Can smartphone apps become hit movies and TV shows?
Hollywood is watching and wondering. It would help solve a continual problem for studios, which require more fresh material than is available. With production companies cranking out more than 700 films and 50 major new television shows a year, even agents joke that there are no new ideas - only new screenwriters.
Lately, a mobile startup called Outfit7 has been offering itself as a potential solution. Outfit7 is behind Talking Friends, a collection of 16 apps in which cartoon animals respond to a user's touch and repeat (almost) anything in funny voices.
The Talking Friends apps, most of which are free, are hugely popular - about 500 million global downloads and 120 million active monthly users, according to Narry Singh, Outfit7's executive chairman.
Guided by senior agents at William Morris Endeavor, Outfit7 has recently started to pursue movie and television deals based on its characters, which include Tom, an irreverent cat, and Ben, a gassy dog.
"The studio system is waking up to the power of mobile as a form of franchise creation - that the next Shrek or Mickey Mouse could start as an app," said Andy Mooney, an adviser to Talking Friends and the former chairman of Disney Consumer Products.
There is evidence to back him up. Disney has TV work on the drawing board for Swampy, the smiling reptilian star of its mobile game Where's My Water? An Angry Birds movie is planned for 2015, shepherded by the former chairman of Marvel Studios.
But entertainment company partners also seem to be reacting with caution. DreamWorks Animation, 20th Century Fox and Nickelodeon have all considered Talking Friends, but so far the only visible progress is an animated web series for Disney.com and Disney's YouTube channel.
(The web shorts have been incredibly popular, with the first few episodes generating more than 50 million views.)
Aside from worries that mobile games are fads - a concern exacerbated by recent troubles at Zynga - apps face the same challenge in Hollywood as more traditional video games, studio officials say. They are both active, first-person experiences; the player has control over where the action goes. But movies and TV shows are passive experiences, and sitting and watching a screen often leaves game fans feeling bored.
Movies based on video games have routinely disappointed at the box office, with the notable exception of the Tomb Raider and Resident Evil franchises.
Because apps are used by people of all ages - in contrast to most video games, which have a core audience of young men - there is the added challenge of defining an audience. Should Talking Tom be a cartoon for children on Nickelodeon? Or is it something more grown-up, perhaps for Spike or Cartoon Network's Adult Swim? The wrong move could narrow the following. A Nickelodeon show, for instance, could make Talking Tom uncool for men in their 20s.
Merchandising is another sticky area. App makers want to keep potentially lucrative toy rights for themselves. But studio executives say it's hard for them to justify pouring tens of millions of dollars into the creation of a movie or television show unless there is an added revenue stream as an incentive.
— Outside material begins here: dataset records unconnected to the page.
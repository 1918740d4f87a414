use proc_macro::TokenStream;
use quote::quote;
use syn::{DeriveInput, parse_macro_input};

pub fn derive_component(input: TokenStream) -> TokenStream {
    // Parse the input tokens into a syntax tree
    let ast = parse_macro_input!(input as DeriveInput);

    // Get the struct name we are annotating
    let struct_name = &ast.ident;

    // Use ::quarry_ecs::component::Component which works both inside and outside the crate.
    // Inside the crate, this works because of `extern crate self as quarry_ecs;` in lib.rs
    // Outside the crate, this naturally resolves to the quarry_ecs dependency.
    TokenStream::from(quote! {
        impl ::quarry_ecs::component::Component for #struct_name {
        }
    })
}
It may be the marketing opportunities, and not the intellectual property itself, that bring Hollywood and app makers closer together, said Peter Levin, chief executive of Legendary Entertainment's Nerdist Industries, a multimedia company, and an early adviser to Rovio, the Finnish owner of Angry Birds.
When an app maker like Outfit7 can reach into 500 million pockets and promote a Talking Friends film or TV series, "that's some breathtaking reach", Levin said.
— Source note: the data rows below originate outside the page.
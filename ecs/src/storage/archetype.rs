use std::any::TypeId;

use crate::{
    component::{self, Component, Info, Signature},
    entity::Entity,
    storage::{Row, column::Column},
};

/// A unique identifier for an archetype within one storage.
#[derive(Debug, Default, Clone, Copy, PartialEq, Eq, Hash)]
pub struct Id(u32);

impl Id {
    /// The archetype of component-less entities, created with the storage.
    pub(crate) const EMPTY: Self = Self(0);

    /// Create a new Id with the given unique identifier.
    #[inline]
    pub const fn new(id: u32) -> Self {
        Id(id)
    }

    /// Get the index of the Id as a usize to be used in collections.
    #[inline]
    pub fn index(&self) -> usize {
        self.0 as usize
    }
}

impl From<usize> for Id {
    #[inline]
    fn from(value: usize) -> Self {
        Self(value as u32)
    }
}

/// The entities that share one exact set of component types, stored in
/// columnar form.
///
/// An archetype keeps a dense entity roster and one [`Column`] per component
/// in its [`Signature`], in signature order. Row `i` of every column belongs
/// to `entities[i]`, and swap-removal keeps the whole block dense.
///
/// # Invariants
/// - `columns.len() == signature.len()` and `columns[i]` stores the component
///   at `signature.ids()[i]`.
/// - Every column's length equals `entities.len()`.
pub struct Archetype {
    /// The archetype's unique identifier.
    id: Id,

    /// The sorted component set stored here.
    signature: Signature,

    /// The entities stored in this archetype (one per row).
    entities: Vec<Entity>,

    /// The component columns, parallel to the signature.
    columns: Vec<Column>,
}

impl Archetype {
    /// Create a new empty archetype for the given signature.
    ///
    /// # Panics
    /// Panics if the descriptors don't match the signature, id for id.
    pub fn new(id: Id, signature: Signature, infos: &[Info]) -> Self {
        assert_eq!(
            infos.iter().map(|info| info.id()).collect::<Vec<_>>(),
            signature.ids(),
            "column descriptors must match the signature"
        );
        Self {
            id,
            columns: infos.iter().map(|info| Column::new(*info)).collect(),
            signature,
            entities: Vec::new(),
        }
    }

    /// Get the Id of this archetype.
    #[inline]
    pub fn id(&self) -> Id {
        self.id
    }

    /// Get the signature of this archetype.
    #[inline]
    pub fn signature(&self) -> &Signature {
        &self.signature
    }

    /// Get the number of entities (rows) in this archetype.
    #[inline]
    pub fn len(&self) -> usize {
        self.entities.len()
    }

    /// Check if the archetype holds no entities.
    #[inline]
    pub fn is_empty(&self) -> bool {
        self.entities.is_empty()
    }

    /// Get the entities stored in this archetype.
    #[inline]
    pub fn entities(&self) -> &[Entity] {
        &self.entities
    }

    /// Get the entity stored at a specific row, if the row is valid.
    #[inline]
    pub fn entity(&self, row: Row) -> Option<Entity> {
        self.entities.get(row.index()).copied()
    }

    /// Determine whether this archetype stores the given component.
    #[inline]
    pub fn contains(&self, id: component::Id) -> bool {
        self.signature.contains(id)
    }

    /// The columns of this archetype, in signature order.
    #[inline]
    pub(crate) fn columns(&self) -> &[Column] {
        &self.columns
    }

    /// A column by position in the signature.
    #[inline]
    pub(crate) fn column(&self, index: usize) -> &Column {
        &self.columns[index]
    }

    /// A mutable column by position in the signature.
    #[inline]
    pub(crate) fn column_mut(&mut self, index: usize) -> &mut Column {
        &mut self.columns[index]
    }

    /// Find the column storing component type `C`, if present.
    pub(crate) fn column_of<C: Component>(&self) -> Option<&Column> {
        self.columns
            .iter()
            .find(|column| column.info().type_id() == TypeId::of::<C>())
    }

    /// Get a reference to one of this archetype's components at a row.
    pub fn get<C: Component>(&self, row: Row) -> Option<&C> {
        self.column_of::<C>().and_then(|column| column.get(row))
    }

    /// Get a mutable reference to one of this archetype's components at a row.
    pub fn get_mut<C: Component>(&mut self, row: Row) -> Option<&mut C> {
        let type_id = TypeId::of::<C>();
        self.columns
            .iter_mut()
            .find(|column| column.info().type_id() == type_id)
            .and_then(|column| column.get_mut(row))
    }

    /// Append `entity` with one uninitialized row in every column, returning
    /// the new row index.
    ///
    /// # Safety
    /// The caller must initialize every column's new slot before yielding
    /// control to anything that may read, move, or drop the row.
    pub(crate) unsafe fn push_entity(&mut self, entity: Entity) -> Row {
        let row = Row::new(self.entities.len());
        self.entities.push(entity);
        for column in self.columns.iter_mut() {
            let column_row = unsafe { column.push_uninit() };
            debug_assert_eq!(column_row, row, "column rows out of step");
        }
        row
    }

    /// Remove the row, swap-filling the gap from the end. Returns the entity
    /// that was moved into `row` (its recorded location must be fixed by the
    /// caller), or `None` if the last row was removed.
    ///
    /// With `destruct` the removed components are destroyed; without it their
    /// bytes are simply relinquished (the caller has already moved them to a
    /// new home, or destroyed the one removed component itself).
    ///
    /// # Panics
    /// Panics if the row is out of bounds.
    pub(crate) fn swap_remove_row(&mut self, row: Row, destruct: bool) -> Option<Entity> {
        let index = row.index();
        assert!(index < self.entities.len(), "row index out of bounds");

        let last = self.entities.len() - 1;
        self.entities.swap_remove(index);

        for column in self.columns.iter_mut() {
            // SAFETY: row < len by the assert above; columns are in step with
            // the roster by invariant.
            unsafe {
                if destruct {
                    column.swap_remove(row);
                } else {
                    column.swap_remove_forget(row);
                }
            }
        }

        #[cfg(debug_assertions)]
        self.check_rows();

        if index == last {
            return None;
        }
        Some(self.entities[index])
    }

    /// Verify that every column has the same length as the entity roster.
    #[cfg(debug_assertions)]
    pub(crate) fn check_rows(&self) {
        for (i, column) in self.columns.iter().enumerate() {
            assert_eq!(
                column.len(),
                self.entities.len(),
                "column {} length {} doesn't match entity count {}",
                i,
                column.len(),
                self.entities.len()
            );
        }
    }
}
That marketing power appears to have been a major factor in the early success of Disney's web-based Talking Friends series. Outfit7 promotes the videos in part by sending its app-users alerts as they play on their phones. More than half of the Disney.com views originate from the apps, Singh said. "It's like a really powerful celebrity endorsement."
Outfit7, which employs 75 people and makes money by selling advertising, was founded in 2009 by a man named Samo Login, who got the idea after buying a picture of a cat for US$60 at Turbosquid, a 3D model marketplace. The concept, according to Singh, involved creating a mobile game that didn't have any winners or losers.
The result was Talking Tom, which became a viral hit after its 2010 introduction. (This year, much to Outfit7's surprise, Israeli Prime Minister Benjamin Netanyahu made a YouTube greeting featuring Talking Tom.)
What really stunned Singh and his colleagues, however, was user data showing that most fans were clustered between ages 13 and 44, a wide range even for casual gaming. Users are almost evenly split between men and women.
"Our long-term goal is to make sure Talking Friends become a lasting consumer brand," Singh said. "Right now, we're feeling out Hollywood, and Hollywood is feeling out us."